• Task to complete: Please output the entries below from the line that contains "fn new(blocks: u64)" through the final line, reproduced exactly and alone.

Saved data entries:
[Start of Attachment]

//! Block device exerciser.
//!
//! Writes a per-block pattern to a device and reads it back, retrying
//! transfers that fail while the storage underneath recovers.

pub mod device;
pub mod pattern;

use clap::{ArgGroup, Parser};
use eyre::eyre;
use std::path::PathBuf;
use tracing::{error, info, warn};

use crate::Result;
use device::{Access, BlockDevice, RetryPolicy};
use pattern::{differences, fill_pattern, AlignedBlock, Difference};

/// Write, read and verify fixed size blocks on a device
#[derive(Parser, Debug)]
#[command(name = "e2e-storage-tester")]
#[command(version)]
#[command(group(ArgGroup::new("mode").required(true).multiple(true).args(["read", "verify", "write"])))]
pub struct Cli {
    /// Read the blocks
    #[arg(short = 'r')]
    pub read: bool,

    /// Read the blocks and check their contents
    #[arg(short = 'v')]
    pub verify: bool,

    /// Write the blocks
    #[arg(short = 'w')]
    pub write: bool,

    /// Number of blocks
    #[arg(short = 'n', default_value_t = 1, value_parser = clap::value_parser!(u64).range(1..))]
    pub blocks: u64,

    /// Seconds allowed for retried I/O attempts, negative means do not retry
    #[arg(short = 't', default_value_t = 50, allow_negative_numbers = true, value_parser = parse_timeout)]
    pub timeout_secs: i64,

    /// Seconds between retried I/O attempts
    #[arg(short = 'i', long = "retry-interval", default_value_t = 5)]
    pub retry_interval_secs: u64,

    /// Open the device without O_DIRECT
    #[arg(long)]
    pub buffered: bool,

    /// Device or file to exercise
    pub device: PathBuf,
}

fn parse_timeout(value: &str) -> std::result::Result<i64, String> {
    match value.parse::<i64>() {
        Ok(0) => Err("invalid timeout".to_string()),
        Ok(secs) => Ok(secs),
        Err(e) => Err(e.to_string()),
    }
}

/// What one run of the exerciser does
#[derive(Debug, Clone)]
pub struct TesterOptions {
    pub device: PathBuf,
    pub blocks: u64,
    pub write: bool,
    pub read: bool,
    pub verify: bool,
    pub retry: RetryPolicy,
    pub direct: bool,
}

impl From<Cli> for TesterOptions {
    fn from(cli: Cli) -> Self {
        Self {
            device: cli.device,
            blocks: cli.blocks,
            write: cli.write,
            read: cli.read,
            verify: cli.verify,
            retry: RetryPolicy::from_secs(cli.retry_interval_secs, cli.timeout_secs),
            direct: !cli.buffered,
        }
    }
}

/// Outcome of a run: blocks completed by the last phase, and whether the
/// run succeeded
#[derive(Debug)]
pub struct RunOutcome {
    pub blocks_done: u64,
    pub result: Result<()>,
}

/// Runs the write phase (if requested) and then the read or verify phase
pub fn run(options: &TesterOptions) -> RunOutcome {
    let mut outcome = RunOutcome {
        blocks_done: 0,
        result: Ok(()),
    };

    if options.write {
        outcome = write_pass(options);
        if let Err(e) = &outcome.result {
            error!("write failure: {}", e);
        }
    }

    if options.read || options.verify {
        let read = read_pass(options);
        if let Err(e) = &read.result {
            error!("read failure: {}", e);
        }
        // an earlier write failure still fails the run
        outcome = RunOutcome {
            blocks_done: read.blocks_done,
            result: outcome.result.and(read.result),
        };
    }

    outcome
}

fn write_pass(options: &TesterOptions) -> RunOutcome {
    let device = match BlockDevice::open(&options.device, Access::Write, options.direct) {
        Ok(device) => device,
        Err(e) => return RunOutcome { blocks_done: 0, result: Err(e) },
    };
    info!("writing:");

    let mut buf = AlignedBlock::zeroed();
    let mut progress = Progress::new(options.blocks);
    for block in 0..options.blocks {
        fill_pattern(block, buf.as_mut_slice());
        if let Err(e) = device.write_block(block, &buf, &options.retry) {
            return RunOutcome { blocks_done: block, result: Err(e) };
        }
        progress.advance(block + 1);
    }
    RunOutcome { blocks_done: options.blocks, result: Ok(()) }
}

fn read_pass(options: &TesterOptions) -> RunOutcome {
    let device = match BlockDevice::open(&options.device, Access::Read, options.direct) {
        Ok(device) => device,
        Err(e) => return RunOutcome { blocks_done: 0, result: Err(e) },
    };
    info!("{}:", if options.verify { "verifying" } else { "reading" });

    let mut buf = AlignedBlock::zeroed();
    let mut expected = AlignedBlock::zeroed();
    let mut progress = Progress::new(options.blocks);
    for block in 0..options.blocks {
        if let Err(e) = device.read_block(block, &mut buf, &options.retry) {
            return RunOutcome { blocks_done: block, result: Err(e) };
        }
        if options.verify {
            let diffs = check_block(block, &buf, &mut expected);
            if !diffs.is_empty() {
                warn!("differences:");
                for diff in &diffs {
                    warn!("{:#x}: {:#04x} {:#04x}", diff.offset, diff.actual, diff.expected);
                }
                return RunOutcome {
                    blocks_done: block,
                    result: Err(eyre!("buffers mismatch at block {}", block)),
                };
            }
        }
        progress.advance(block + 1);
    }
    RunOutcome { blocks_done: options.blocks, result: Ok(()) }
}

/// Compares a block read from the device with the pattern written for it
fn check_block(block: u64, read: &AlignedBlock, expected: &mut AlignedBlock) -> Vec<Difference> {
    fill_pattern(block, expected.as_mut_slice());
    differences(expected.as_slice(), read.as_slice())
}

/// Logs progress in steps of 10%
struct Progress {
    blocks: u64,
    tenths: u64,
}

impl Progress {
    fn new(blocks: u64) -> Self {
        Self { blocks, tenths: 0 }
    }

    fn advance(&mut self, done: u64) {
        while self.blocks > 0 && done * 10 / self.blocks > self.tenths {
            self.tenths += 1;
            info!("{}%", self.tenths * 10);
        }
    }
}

[End of Attachment]

• Response box:
    fn new(blocks: u64) -> Self {
        Self { blocks, tenths: 0 }
    }

    fn advance(&mut self, done: u64) {
        while self.blocks > 0 && done * 10 / self.blocks > self.tenths {
            self.tenths += 1;
            info!("{}%", self.tenths * 10);
        }
    }
}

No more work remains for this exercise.